Yes the contact with every customer every time must be a great customer experience because we must out service the competition. Staying even with them is not good enough.
Well first of all you do not know if that next customer through your door is going to be millionaire. Millionaires for the most part do not look, dress, or sound different than everyone else. And even if they are not a millionaire, people will buy more products and services when they get treated like one.
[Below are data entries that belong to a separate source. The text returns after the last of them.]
//! Backend Service Connection Settings
//!
//! The browser has no runtime environment, so connection credentials are
//! baked in at compile time. Set `TASKLIST_BACKEND_URL` and
//! `TASKLIST_ANON_KEY` when building against a real project; the defaults
//! point at a local development stack.

/// Base URL of the Backend Service project, without a trailing slash
pub fn backend_url() -> &'static str {
    option_env!("TASKLIST_BACKEND_URL").unwrap_or("http://localhost:54321")
}

/// Public (anon) API key sent with every request
pub fn anon_key() -> &'static str {
    option_env!("TASKLIST_ANON_KEY").unwrap_or("local-dev-anon-key")
}

/// localStorage key the current session is mirrored under
pub const SESSION_STORAGE_KEY: &str = "tasklist.session";
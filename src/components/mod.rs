//! UI Components
//!
//! Reusable Leptos components.

mod auth_screen;
mod toast;
mod todo_form;
mod todo_list;
mod todo_row;

pub use auth_screen::AuthScreen;
pub use toast::ToastStack;
pub use todo_form::TodoForm;
pub use todo_list::TodoList;
pub use todo_row::TodoRow;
In our tire business we involved the customer by having them lift the tires we wanted to sell them, not just look at them as our competition did. We outsold all of our tire competition. Our furniture business was successful because we involved the customer in the sale. No one ever walked into my mattress department that did not lie on at least 3 of our beds. Even while selling intangibles like extended warranties and service contracts we involve the customer in the sale. Physically by having them do the math (the cost savings they will receive or expenses they will insure) and mentally picturing the problems they may encounter if they do not purchase the coverage.
Hockey great Wayne Gretzky once said when asked why he shoots the puck so much, “I miss 100% of the shots I do not take.”
The easiest way to ask for the sale over and over again is constantly give the customers choices of different products and services that will solve his/her problems, needs and wants.
Always remember the # 1 rule of selling: “The seller that solves the customer’s problems, needs and wants the easiest for them, will get the sale.”